In Japan, the environment for entrepreneurs is improving as well, said Sachio Semmoto, CEO and founder of eAccess, a provider of broadband services. Traditionally, Japan has not encouraged entrepreneurship, but the government is making Silicon Valley-style changes that make it much easier for small companies to form.
Over the last year, he said, 8,500 small-cap companies were started, and the IPO market has become "quite active" over the last ten months.
China is the hottest investment market in the world. |
Nikunj Jinsi, International Finance Corp. |
However, when eAccess needed a $50 million round of funding in 2002, Semmoto found Japanese VCs not up to the task. They tend to make small investments, up to about $1 million each, which means you have to round up a lot of them to gather a sizable investment, Semmoto said.
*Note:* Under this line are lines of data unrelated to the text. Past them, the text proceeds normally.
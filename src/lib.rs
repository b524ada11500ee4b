//! # lazysort
//!
//! A lazily sorted sequence container. Built from an arbitrary input
//! sequence, a [`Container`] behaves like a sorted list to its consumers but
//! performs only as much sorting work as each query requires: a single
//! indexed access is expected `O(n)` via randomized quickselect, and
//! repeated accesses amortize toward `O(n log n)` as partition boundaries
//! are remembered and reused in an internal treap of pivot nodes.
//!
//! The container's length and element multiset are fixed after
//! construction — see [`Container`] for the full query surface.

mod comparator;
pub mod container;
pub mod error;
pub mod iter;
mod partition;
mod sort_driver;
mod treap;

pub use container::Container;
pub use error::{Error, Result};
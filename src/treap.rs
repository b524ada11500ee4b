//! The pivot treap: a randomized BST, keyed by array position and heap-
//! ordered by a random priority, recording which positions are at their
//! final sorted rank.
//!
//! Nodes live in a flat arena (`Vec<PivotNode>`) addressed by [`PivotId`]
//! rather than as boxed, cyclically-linked allocations — the same shape the
//! pack's B-tree-forest crates use for a node pool with parent back-links,
//! since safe Rust cannot express an owning child / non-owning parent cycle
//! directly. The two sentinel pivots at conceptual positions `-1` and `n`
//! occupy fixed arena slots and are never freed.

use rand::Rng;

/// Handle to a pivot node inside a [`PivotTreap`]'s arena.
pub(crate) type PivotId = usize;

#[derive(Debug, Clone, Copy)]
struct PivotNode {
    /// Array position this pivot pins down, or the sentinel value `-1`/`n`.
    idx: isize,
    /// `(idx, successor.idx)` is fully sorted.
    sorted_left: bool,
    /// `(predecessor.idx, idx)` is fully sorted.
    sorted_right: bool,
    priority: u64,
    left: Option<PivotId>,
    right: Option<PivotId>,
    parent: Option<PivotId>,
}

/// Randomized BST of pivot nodes, indexed by array position.
pub(crate) struct PivotTreap {
    nodes: Vec<PivotNode>,
    free: Vec<PivotId>,
    root: Option<PivotId>,
    lo_sentinel: PivotId,
    hi_sentinel: PivotId,
}
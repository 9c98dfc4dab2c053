//! Path data for connector polylines
//!
//! Converts routed point lists into SVG path `d` attribute strings.

use crate::layout::Point;

/// A segment in a resolved path
#[derive(Debug, Clone, Copy, PartialEq)]
pub enum PathSegment {
    /// Move to starting point
    MoveTo(Point),
    /// Straight line to point
    LineTo(Point),
}

/// A resolved path ready for SVG rendering
#[derive(Debug, Clone, PartialEq)]
pub struct ResolvedPath {
    pub segments: Vec<PathSegment>,
}

impl ResolvedPath {
    /// Build a polyline: move to the first point, then a line to each of the rest
    pub fn from_points(points: &[Point]) -> Self {
        let segments = points
            .iter()
            .enumerate()
            .map(|(i, p)| {
                if i == 0 {
                    PathSegment::MoveTo(*p)
                } else {
                    PathSegment::LineTo(*p)
                }
            })
            .collect();
        Self { segments }
    }

    /// Convert to SVG path `d` attribute string
    ///
    /// Coordinates use shortest round-trip formatting, so identical points
    /// always produce identical strings.
    pub fn to_svg_d(&self) -> String {
        let mut d = String::new();

        for seg in &self.segments {
            if !d.is_empty() {
                d.push(' ');
            }
            match seg {
                PathSegment::MoveTo(p) => d.push_str(&format!("M{} {}", p.x, p.y)),
                PathSegment::LineTo(p) => d.push_str(&format!("L{} {}", p.x, p.y)),
            }
        }

        d
    }
}
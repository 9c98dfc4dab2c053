//! SVG overlay generation from routed connectors

use crate::layout::{ConnectorPath, ConnectorStyle, Rect};

use super::SvgConfig;

/// Build SVG elements incrementally
pub struct SvgBuilder {
    config: SvgConfig,
    debug: Vec<String>,
    connectors: Vec<String>,
    indent: usize,
}

impl SvgBuilder {
    /// Create a new SVG builder
    pub fn new(config: SvgConfig) -> Self {
        Self {
            config,
            debug: vec![],
            connectors: vec![],
            indent: 1,
        }
    }

    fn prefix(&self) -> String {
        self.config.class_prefix.clone().unwrap_or_default()
    }

    fn indent_str(&self) -> String {
        if self.config.pretty_print {
            "  ".repeat(self.indent)
        } else {
            String::new()
        }
    }

    fn newline(&self) -> &str {
        if self.config.pretty_print {
            "\n"
        } else {
            ""
        }
    }

    /// Add a connector path
    ///
    /// Dashed connectors carry the configured `stroke-dasharray`; the path
    /// geometry itself is the same as an orthogonal connector.
    pub fn add_connector(&mut self, connector: &ConnectorPath) {
        let prefix = self.prefix();
        let class_list = format!(
            "{prefix}connector {prefix}connector-{}",
            class_name(connector.style.as_str())
        );
        let dash = if connector.style == ConnectorStyle::Dashed {
            format!(r#" stroke-dasharray="{}""#, escape_xml(&self.config.dash_pattern))
        } else {
            String::new()
        };

        self.connectors.push(format!(
            r#"{}<path class="{}" data-key="{}" d="{}" fill="none" stroke="{}" stroke-width="{}"{}/>"#,
            self.indent_str(),
            class_list,
            escape_xml(&connector.key),
            connector.to_svg_d(),
            escape_xml(&self.config.stroke),
            self.config.stroke_width,
            dash
        ));
    }

    /// Outline an anchor rectangle and label it with its id
    pub fn add_debug_anchor(&mut self, id: &str, rect: &Rect) {
        let prefix = self.prefix();
        let indent = self.indent_str();
        self.debug.push(format!(
            r#"{indent}<rect class="{prefix}debug-anchor" x="{}" y="{}" width="{}" height="{}" fill="none" stroke="red" stroke-dasharray="2,2"/>"#,
            rect.left, rect.top, rect.width, rect.height
        ));
        self.debug.push(format!(
            r#"{indent}<text class="{prefix}debug-label" x="{}" y="{}" font-size="10" fill="red">{}</text>"#,
            rect.left,
            rect.top - 2.0,
            escape_xml(id)
        ));
    }

    /// Build the final SVG string sized to the container frame
    pub fn build(self, frame_width: f64, frame_height: f64) -> String {
        let padding = self.config.viewbox_padding;
        let vb_x = 0.0 - padding;
        let vb_y = 0.0 - padding;
        let vb_w = frame_width + 2.0 * padding;
        let vb_h = frame_height + 2.0 * padding;

        let nl = self.newline();

        let mut svg = String::new();

        if self.config.standalone {
            svg.push_str(r#"<?xml version="1.0" encoding="UTF-8"?>"#);
            svg.push_str(nl);
        }

        svg.push_str(&format!(
            r#"<svg xmlns="http://www.w3.org/2000/svg" viewBox="{} {} {} {}" width="{}" height="{}">"#,
            vb_x, vb_y, vb_w, vb_h, vb_w, vb_h
        ));
        svg.push_str(nl);

        for elem in &self.debug {
            svg.push_str(elem);
            svg.push_str(nl);
        }

        // Connectors drawn above the debug overlay
        for conn in &self.connectors {
            svg.push_str(conn);
            svg.push_str(nl);
        }

        svg.push_str("</svg>");

        svg
    }
}

/// Render connectors as an SVG overlay for the given container frame
pub fn render_svg(paths: &[ConnectorPath], frame: &Rect, config: &SvgConfig) -> String {
    render_svg_with_anchors(paths, frame, std::iter::empty(), config)
}

/// Render connectors plus an outline of each anchor
///
/// Anchor rectangles are given in the host's coordinate space and are
/// shifted into the container frame before drawing.
pub fn render_svg_with_anchors<'a>(
    paths: &[ConnectorPath],
    frame: &Rect,
    anchors: impl IntoIterator<Item = (&'a str, &'a Rect)>,
    config: &SvgConfig,
) -> String {
    let mut builder = SvgBuilder::new(config.clone());

    for (id, rect) in anchors {
        builder.add_debug_anchor(id, &rect.relative_to(frame));
    }

    for path in paths {
        builder.add_connector(path);
    }

    builder.build(frame.width, frame.height)
}

/// Reduce a style name to characters valid in a CSS class
fn class_name(style: &str) -> String {
    style
        .chars()
        .map(|c| {
            if c.is_ascii_alphanumeric() || c == '-' || c == '_' {
                c
            } else {
                '-'
            }
        })
        .collect()
}

/// Escape special XML characters
fn escape_xml(s: &str) -> String {
    s.replace('&', "&amp;")
        .replace('<', "&lt;")
        .replace('>', "&gt;")
        .replace('"', "&quot;")
        .replace('\'', "&apos;")
}
//! SVG renderer for connector overlays
//!
//! This module takes routed connectors and produces an SVG string sized
//! to the container frame, with CSS classes per connector style.

pub mod config;
pub mod path;
pub mod svg;

pub use config::SvgConfig;
pub use svg::{render_svg, render_svg_with_anchors};
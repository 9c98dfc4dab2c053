//! Bracket Connectors - connector lines between tournament bracket boxes
//!
//! This library resolves bracket match boxes to container-relative anchor
//! points, routes straight or orthogonal connectors between them, and
//! renders the result as an SVG overlay.
//!
//! # Example
//!
//! ```rust
//! use bracket_connectors::{layout_all, ConnectionRequest, GeometrySnapshot, Point, Rect};
//!
//! let geometry = GeometrySnapshot::new()
//!     .with_container(Rect::new(0.0, 0.0, 400.0, 200.0))
//!     .with_anchor("semi-1", Rect::new(0.0, 30.0, 20.0, 40.0))
//!     .with_anchor("final", Rect::new(120.0, 30.0, 80.0, 40.0));
//!
//! let paths = layout_all(&geometry, &[ConnectionRequest::new("semi-1", "final", "orthogonal")]);
//! assert_eq!(paths[0].points[0], Point::new(20.0, 50.0));
//! assert_eq!(paths[0].to_svg_d(), "M20 50 L70 50 L70 50 L120 50");
//! ```

pub mod bracket;
pub mod error;
pub mod layout;
pub mod renderer;
pub mod scene;

pub use bracket::{connections_for, BracketMatch};
pub use error::{RenderError, SceneError};
pub use layout::{
    layout_all, ConnectionRequest, ConnectorLayoutEngine, ConnectorPath, ConnectorStyle,
    GeometrySnapshot, GeometrySource, Point, Rect, Side,
};
pub use renderer::{render_svg, render_svg_with_anchors, SvgConfig};
pub use scene::{RenderSettings, Scene};

use log::debug;
use serde::Serialize;

/// Configuration for the complete render pipeline
#[derive(Debug, Clone, Default)]
pub struct RenderConfig {
    /// SVG output configuration
    pub svg: SvgConfig,
    /// Debug mode: outline anchors and label them with their ids
    pub debug: bool,
}

impl RenderConfig {
    /// Create a new configuration with defaults
    pub fn new() -> Self {
        Self::default()
    }

    /// Set the SVG configuration
    pub fn with_svg(mut self, config: SvgConfig) -> Self {
        self.svg = config;
        self
    }

    /// Enable or disable debug mode
    pub fn with_debug(mut self, debug: bool) -> Self {
        self.debug = debug;
        self
    }
}

/// A connector as written to JSON output
#[derive(Debug, Clone, PartialEq, Serialize)]
pub struct ConnectorRecord {
    pub key: String,
    pub style: ConnectorStyle,
    pub points: Vec<Point>,
    pub d: String,
}

impl From<&ConnectorPath> for ConnectorRecord {
    fn from(path: &ConnectorPath) -> Self {
        Self {
            key: path.key.clone(),
            style: path.style.clone(),
            points: path.points.clone(),
            d: path.to_svg_d(),
        }
    }
}

/// Route every connector a scene asks for
pub fn layout_scene(scene: &Scene) -> Vec<ConnectorPath> {
    let requests = scene.connection_requests();
    let paths = layout_all(scene, &requests);
    debug!(
        requested = requests.len(),
        drawn = paths.len();
        "Laid out scene connectors"
    );
    paths
}

/// Render an already-parsed scene to SVG
pub fn render_scene(scene: &Scene, config: &RenderConfig) -> String {
    let paths = layout_scene(scene);
    let frame = scene.container.unwrap_or_default();
    let svg_config = scene.render.apply(config.svg.clone());

    if config.debug {
        render_svg_with_anchors(&paths, &frame, scene.sorted_anchors(), &svg_config)
    } else {
        render_svg(&paths, &frame, &svg_config)
    }
}

/// Render a TOML scene to SVG with default configuration
///
/// # Example
///
/// ```rust
/// use bracket_connectors::render;
///
/// let svg = render(r#"
///     [container]
///     left = 0
///     top = 0
///     width = 300
///     height = 100
///
///     [anchors]
///     a = { left = 0, top = 0, width = 50, height = 20 }
///     b = { left = 150, top = 60, width = 50, height = 20 }
///
///     [[connections]]
///     source = "a"
///     target = "b"
///     style = "orthogonal"
/// "#).unwrap();
///
/// assert!(svg.contains("<svg"));
/// assert!(svg.contains(r#"data-key="a-b""#));
/// ```
pub fn render(source: &str) -> Result<String, RenderError> {
    render_with_config(source, RenderConfig::default())
}

/// Render a TOML scene to SVG with custom configuration
pub fn render_with_config(source: &str, config: RenderConfig) -> Result<String, RenderError> {
    let scene = Scene::from_str(source)?;
    Ok(render_scene(&scene, &config))
}

/// Serialize connectors as a pretty-printed JSON array
pub fn to_json(paths: &[ConnectorPath]) -> Result<String, RenderError> {
    let records: Vec<ConnectorRecord> = paths.iter().map(ConnectorRecord::from).collect();
    Ok(serde_json::to_string_pretty(&records)?)
}

/// One `key<TAB>d` line per connector
pub fn to_path_lines(paths: &[ConnectorPath]) -> String {
    paths
        .iter()
        .map(|p| format!("{}\t{}", p.key, p.to_svg_d()))
        .collect::<Vec<_>>()
        .join("\n")
}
And Japanese VCs do not move quickly.
The VC market in China has its own challenges, mainly problems with exits, said Karen Liu, chief operating officer of Beijing 3721 Technology, where she raised two rounds of VC financing.
Liu said 3721 wanted to go public, but was too small for NASDAQ and other IPO opportunities were limited. So instead 3721 was acquired by Yahoo! in a trade sale last November for approximately $120 million.
In general, M&As in China are "few and far between" because the number of companies that can buy you are limited, Jinsi said. He advises his clients to keep growing their companies rather than seeking early exits.
And be profitable, added Semmoto. He recalled that when competitor Softbank announced a Web-access service for monthly fees half of what his own company offered, his top executives were floored by the threat. But today, though market share has dropped, eAccess remains profitable in the same businesses where Softbank is recording massive losses.
The moral: Partners and customers respect and want to do business with profitable companies.
Chris Choi represented the newest start-up on the panel. His EducAsia, a U.S. company founded in early 2000 with offices in Seoul and Singapore, sells management training programs in Asia. He started his business without the help of VCs, and instead relied on seed money from friends and family to get going. His advice to start-ups: Get to profitability as quickly as possible to increase your chances for funding.
In a Q&A session, Choi was asked how small companies in Asia could compete for smart workers when many potential employees prefer the lifetime employment that larger companies offer. Choi said his top executives receive full stock, not options, which makes them feel like the true owners of the company and engenders their loyalty.